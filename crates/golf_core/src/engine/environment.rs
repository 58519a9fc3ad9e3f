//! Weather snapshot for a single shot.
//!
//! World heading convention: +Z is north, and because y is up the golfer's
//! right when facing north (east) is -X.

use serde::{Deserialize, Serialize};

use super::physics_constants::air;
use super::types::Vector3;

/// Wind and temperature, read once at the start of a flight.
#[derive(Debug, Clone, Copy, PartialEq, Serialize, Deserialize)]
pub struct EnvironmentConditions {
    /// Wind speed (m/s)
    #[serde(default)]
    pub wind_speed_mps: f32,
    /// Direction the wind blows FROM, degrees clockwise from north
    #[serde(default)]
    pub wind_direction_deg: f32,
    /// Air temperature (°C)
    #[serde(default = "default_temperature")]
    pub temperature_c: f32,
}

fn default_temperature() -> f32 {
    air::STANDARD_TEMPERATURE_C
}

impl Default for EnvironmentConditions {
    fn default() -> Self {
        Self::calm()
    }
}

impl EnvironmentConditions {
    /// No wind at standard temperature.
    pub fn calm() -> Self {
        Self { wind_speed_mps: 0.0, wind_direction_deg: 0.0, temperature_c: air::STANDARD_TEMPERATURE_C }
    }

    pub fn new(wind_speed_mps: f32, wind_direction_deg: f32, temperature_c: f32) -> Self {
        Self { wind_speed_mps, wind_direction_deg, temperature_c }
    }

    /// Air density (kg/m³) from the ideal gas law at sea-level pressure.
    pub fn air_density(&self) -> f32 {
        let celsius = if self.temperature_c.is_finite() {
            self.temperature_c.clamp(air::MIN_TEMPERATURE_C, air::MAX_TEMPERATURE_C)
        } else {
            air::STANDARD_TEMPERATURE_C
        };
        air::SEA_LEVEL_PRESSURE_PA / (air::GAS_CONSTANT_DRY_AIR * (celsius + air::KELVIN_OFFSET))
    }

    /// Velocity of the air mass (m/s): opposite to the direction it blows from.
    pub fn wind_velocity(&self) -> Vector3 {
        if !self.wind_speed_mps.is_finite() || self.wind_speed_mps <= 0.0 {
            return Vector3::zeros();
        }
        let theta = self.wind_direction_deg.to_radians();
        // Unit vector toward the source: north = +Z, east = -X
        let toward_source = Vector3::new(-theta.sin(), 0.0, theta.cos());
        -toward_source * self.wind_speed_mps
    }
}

____

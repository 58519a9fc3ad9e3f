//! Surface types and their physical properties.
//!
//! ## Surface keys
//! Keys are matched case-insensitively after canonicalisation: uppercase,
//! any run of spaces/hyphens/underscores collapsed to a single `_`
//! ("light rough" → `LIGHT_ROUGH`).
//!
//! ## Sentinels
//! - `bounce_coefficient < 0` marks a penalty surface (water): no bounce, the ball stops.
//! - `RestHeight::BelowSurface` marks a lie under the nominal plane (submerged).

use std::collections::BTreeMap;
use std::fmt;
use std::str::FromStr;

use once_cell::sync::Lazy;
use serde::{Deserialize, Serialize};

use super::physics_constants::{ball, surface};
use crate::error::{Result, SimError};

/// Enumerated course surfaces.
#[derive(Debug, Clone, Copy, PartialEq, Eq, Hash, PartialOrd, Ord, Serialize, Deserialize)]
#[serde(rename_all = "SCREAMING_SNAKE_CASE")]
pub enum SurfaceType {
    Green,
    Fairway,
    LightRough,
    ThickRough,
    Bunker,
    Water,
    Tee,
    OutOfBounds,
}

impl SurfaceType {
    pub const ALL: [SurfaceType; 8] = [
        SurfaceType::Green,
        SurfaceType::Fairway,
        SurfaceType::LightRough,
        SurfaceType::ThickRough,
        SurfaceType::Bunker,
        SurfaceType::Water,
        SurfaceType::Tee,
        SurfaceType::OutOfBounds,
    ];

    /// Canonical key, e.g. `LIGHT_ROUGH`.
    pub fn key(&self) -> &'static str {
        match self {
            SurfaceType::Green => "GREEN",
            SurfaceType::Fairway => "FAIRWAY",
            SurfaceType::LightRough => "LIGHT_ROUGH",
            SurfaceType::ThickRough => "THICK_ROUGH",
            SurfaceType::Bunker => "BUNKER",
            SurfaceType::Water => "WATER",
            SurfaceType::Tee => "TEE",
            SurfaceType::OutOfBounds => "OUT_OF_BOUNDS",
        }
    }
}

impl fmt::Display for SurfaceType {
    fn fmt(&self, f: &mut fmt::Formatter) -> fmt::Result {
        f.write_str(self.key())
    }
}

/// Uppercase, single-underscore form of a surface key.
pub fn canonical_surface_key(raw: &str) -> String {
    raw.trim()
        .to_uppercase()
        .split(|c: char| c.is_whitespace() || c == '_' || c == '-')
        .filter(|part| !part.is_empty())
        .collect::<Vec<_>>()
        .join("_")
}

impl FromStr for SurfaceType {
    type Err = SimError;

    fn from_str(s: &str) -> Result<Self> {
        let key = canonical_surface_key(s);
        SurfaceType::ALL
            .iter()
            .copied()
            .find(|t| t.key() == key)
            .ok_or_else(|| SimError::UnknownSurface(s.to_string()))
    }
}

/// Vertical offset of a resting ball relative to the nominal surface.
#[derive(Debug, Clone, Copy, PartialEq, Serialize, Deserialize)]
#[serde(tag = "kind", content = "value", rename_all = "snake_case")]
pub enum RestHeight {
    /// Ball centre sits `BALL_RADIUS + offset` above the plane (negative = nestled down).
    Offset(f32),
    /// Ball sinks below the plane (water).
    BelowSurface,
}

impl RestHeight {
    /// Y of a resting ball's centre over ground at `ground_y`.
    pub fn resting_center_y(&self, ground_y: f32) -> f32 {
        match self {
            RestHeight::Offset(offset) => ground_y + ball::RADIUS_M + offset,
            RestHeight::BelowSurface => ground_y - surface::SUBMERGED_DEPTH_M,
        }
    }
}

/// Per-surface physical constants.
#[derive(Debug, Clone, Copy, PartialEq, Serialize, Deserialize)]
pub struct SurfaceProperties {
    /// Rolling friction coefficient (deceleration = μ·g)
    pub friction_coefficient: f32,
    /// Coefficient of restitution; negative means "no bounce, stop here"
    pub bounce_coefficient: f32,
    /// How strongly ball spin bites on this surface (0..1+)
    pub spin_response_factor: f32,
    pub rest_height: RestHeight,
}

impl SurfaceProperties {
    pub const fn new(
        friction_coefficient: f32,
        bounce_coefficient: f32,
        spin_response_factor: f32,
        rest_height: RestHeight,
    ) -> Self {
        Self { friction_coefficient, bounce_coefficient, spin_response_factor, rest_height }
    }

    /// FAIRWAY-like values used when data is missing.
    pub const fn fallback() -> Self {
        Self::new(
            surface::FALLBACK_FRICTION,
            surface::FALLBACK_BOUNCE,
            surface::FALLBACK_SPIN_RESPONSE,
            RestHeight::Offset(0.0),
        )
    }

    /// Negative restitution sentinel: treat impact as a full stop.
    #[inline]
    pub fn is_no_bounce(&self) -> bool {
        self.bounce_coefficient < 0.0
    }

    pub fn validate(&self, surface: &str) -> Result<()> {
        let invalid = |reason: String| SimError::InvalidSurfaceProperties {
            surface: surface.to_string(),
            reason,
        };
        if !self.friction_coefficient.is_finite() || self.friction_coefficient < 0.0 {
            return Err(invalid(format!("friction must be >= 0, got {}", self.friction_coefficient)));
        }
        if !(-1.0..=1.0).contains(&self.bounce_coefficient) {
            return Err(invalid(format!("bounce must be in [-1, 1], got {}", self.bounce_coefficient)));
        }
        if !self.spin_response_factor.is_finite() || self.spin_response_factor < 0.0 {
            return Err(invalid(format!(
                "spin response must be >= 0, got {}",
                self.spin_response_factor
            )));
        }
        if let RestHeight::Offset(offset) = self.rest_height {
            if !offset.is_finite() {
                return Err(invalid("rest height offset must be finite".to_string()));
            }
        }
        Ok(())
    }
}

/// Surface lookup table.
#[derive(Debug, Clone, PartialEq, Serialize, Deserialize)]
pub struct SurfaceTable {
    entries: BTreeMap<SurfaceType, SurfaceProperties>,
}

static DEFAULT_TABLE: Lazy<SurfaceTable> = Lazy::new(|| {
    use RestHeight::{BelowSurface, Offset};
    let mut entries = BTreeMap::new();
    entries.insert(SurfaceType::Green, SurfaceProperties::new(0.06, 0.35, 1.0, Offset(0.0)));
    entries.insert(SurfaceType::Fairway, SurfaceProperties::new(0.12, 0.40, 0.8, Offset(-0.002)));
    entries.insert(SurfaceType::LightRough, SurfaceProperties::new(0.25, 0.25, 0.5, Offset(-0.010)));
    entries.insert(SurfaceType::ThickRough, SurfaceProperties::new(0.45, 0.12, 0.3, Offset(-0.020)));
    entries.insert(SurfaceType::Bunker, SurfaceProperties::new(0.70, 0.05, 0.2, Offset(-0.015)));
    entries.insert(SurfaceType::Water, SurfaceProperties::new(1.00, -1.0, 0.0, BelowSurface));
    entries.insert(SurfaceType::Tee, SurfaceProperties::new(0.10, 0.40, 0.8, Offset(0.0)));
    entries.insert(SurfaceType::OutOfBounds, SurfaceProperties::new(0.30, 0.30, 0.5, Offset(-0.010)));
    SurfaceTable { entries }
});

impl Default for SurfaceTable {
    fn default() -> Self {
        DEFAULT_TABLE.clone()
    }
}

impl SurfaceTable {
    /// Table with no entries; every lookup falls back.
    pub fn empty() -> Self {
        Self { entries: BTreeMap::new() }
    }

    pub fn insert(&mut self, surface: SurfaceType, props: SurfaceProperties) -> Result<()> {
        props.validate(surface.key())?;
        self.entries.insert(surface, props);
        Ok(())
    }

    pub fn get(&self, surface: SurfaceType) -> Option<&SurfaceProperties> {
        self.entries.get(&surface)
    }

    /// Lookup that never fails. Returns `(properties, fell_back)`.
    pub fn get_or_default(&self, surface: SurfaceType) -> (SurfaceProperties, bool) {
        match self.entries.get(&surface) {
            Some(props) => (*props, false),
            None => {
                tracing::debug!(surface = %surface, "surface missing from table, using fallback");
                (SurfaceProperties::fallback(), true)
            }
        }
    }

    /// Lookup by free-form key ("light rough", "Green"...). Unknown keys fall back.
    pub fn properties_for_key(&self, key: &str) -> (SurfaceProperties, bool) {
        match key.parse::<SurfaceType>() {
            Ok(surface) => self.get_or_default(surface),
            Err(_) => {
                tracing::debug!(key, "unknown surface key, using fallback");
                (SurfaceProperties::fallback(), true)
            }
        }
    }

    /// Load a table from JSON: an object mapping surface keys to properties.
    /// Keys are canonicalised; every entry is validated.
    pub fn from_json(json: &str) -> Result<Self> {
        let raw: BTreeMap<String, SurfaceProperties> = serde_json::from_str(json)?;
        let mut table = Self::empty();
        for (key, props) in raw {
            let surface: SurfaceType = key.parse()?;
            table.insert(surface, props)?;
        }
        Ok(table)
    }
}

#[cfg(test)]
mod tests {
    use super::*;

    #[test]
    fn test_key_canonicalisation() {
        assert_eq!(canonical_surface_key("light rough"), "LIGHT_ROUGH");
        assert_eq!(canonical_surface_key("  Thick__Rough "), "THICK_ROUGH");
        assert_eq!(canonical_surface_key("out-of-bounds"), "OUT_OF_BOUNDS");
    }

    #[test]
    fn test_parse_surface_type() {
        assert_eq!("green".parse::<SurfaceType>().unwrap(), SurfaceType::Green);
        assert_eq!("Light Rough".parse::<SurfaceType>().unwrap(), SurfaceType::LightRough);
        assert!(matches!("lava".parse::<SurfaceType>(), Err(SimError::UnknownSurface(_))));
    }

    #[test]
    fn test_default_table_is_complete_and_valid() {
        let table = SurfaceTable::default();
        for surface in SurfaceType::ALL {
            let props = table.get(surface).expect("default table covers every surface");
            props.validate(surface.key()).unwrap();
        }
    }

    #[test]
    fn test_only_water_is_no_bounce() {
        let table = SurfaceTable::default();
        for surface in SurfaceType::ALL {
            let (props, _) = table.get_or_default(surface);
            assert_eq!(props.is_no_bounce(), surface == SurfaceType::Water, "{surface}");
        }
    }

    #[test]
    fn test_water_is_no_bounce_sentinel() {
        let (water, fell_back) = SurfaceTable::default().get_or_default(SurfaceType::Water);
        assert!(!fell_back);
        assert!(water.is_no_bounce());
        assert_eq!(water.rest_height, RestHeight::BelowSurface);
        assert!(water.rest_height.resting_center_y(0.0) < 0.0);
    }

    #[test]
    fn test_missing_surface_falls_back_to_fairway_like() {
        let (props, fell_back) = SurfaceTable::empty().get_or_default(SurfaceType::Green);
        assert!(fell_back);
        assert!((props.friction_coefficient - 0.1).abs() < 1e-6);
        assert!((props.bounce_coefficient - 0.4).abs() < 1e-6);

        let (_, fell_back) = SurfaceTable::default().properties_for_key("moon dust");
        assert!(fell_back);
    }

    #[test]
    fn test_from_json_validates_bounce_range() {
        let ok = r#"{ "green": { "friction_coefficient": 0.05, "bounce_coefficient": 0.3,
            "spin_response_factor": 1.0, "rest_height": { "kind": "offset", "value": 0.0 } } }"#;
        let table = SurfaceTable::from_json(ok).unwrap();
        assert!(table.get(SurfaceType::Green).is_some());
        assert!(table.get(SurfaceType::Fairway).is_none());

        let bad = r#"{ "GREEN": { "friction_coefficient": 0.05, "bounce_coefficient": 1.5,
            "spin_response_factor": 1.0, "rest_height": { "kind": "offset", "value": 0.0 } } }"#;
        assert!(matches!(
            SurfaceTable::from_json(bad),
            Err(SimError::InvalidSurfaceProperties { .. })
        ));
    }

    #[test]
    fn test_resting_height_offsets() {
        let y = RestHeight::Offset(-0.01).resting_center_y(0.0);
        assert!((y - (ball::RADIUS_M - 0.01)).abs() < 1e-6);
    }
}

____

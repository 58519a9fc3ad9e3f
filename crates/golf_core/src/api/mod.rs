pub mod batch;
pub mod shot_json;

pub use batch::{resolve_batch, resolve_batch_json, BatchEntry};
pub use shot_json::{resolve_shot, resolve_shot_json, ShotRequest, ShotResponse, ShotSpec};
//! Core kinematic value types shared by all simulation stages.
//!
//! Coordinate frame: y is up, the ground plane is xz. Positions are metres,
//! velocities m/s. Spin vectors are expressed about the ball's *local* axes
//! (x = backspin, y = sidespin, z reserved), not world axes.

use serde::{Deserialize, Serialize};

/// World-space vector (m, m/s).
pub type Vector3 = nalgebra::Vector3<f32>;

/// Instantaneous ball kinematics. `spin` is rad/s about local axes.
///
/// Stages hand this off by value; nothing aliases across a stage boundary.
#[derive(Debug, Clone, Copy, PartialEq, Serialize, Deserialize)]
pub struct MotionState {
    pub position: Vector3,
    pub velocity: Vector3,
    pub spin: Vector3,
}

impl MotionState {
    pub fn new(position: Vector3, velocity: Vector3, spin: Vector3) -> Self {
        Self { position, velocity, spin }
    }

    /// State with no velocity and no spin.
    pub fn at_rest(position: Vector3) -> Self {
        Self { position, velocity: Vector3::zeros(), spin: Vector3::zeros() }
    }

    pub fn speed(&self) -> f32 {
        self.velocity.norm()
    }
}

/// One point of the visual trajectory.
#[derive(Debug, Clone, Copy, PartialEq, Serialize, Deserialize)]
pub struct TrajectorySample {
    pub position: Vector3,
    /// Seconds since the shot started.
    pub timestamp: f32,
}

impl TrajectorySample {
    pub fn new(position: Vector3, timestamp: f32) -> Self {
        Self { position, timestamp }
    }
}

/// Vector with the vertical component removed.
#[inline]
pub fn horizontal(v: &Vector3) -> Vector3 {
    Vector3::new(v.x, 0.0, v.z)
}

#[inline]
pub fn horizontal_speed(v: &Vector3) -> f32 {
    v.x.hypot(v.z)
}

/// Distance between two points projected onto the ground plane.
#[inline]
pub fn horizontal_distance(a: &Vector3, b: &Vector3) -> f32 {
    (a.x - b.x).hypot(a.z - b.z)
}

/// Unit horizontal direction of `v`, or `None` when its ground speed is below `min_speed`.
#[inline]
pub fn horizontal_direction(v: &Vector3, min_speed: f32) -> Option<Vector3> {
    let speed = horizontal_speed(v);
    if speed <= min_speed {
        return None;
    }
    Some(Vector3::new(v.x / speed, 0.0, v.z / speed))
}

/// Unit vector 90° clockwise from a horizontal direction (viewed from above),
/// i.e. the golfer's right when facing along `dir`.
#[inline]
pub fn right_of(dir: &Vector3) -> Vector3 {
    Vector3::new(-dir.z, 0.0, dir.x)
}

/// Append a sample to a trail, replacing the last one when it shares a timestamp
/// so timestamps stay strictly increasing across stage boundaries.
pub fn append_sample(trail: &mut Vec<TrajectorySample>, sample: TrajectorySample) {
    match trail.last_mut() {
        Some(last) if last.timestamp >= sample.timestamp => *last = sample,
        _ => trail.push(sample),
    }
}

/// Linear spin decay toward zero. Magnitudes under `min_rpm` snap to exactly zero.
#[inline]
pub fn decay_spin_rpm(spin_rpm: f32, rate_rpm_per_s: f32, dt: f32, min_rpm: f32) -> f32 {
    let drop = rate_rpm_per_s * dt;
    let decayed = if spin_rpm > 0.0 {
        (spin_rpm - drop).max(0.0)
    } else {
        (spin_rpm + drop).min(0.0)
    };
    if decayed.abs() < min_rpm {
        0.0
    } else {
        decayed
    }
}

____

● **Work request**: Copy out only the lines of the records above from the one with "filename crates/golf_core/src/engine/environment.rs" through the one with "pub fn air_density(&self)", exactly as they stand, both included.

● **Answer below**:
filename crates/golf_core/src/engine/environment.rs
repository 58519a9fc3ad9e3f
//! Weather snapshot for a single shot.
//!
//! World heading convention: +Z is north, and because y is up the golfer's
//! right when facing north (east) is -X.

use serde::{Deserialize, Serialize};

use super::physics_constants::air;
use super::types::Vector3;

/// Wind and temperature, read once at the start of a flight.
#[derive(Debug, Clone, Copy, PartialEq, Serialize, Deserialize)]
pub struct EnvironmentConditions {
    /// Wind speed (m/s)
    #[serde(default)]
    pub wind_speed_mps: f32,
    /// Direction the wind blows FROM, degrees clockwise from north
    #[serde(default)]
    pub wind_direction_deg: f32,
    /// Air temperature (°C)
    #[serde(default = "default_temperature")]
    pub temperature_c: f32,
}

fn default_temperature() -> f32 {
    air::STANDARD_TEMPERATURE_C
}

impl Default for EnvironmentConditions {
    fn default() -> Self {
        Self::calm()
    }
}

impl EnvironmentConditions {
    /// No wind at standard temperature.
    pub fn calm() -> Self {
        Self { wind_speed_mps: 0.0, wind_direction_deg: 0.0, temperature_c: air::STANDARD_TEMPERATURE_C }
    }

    pub fn new(wind_speed_mps: f32, wind_direction_deg: f32, temperature_c: f32) -> Self {
        Self { wind_speed_mps, wind_direction_deg, temperature_c }
    }

    /// Air density (kg/m³) from the ideal gas law at sea-level pressure.
    pub fn air_density(&self) -> f32 {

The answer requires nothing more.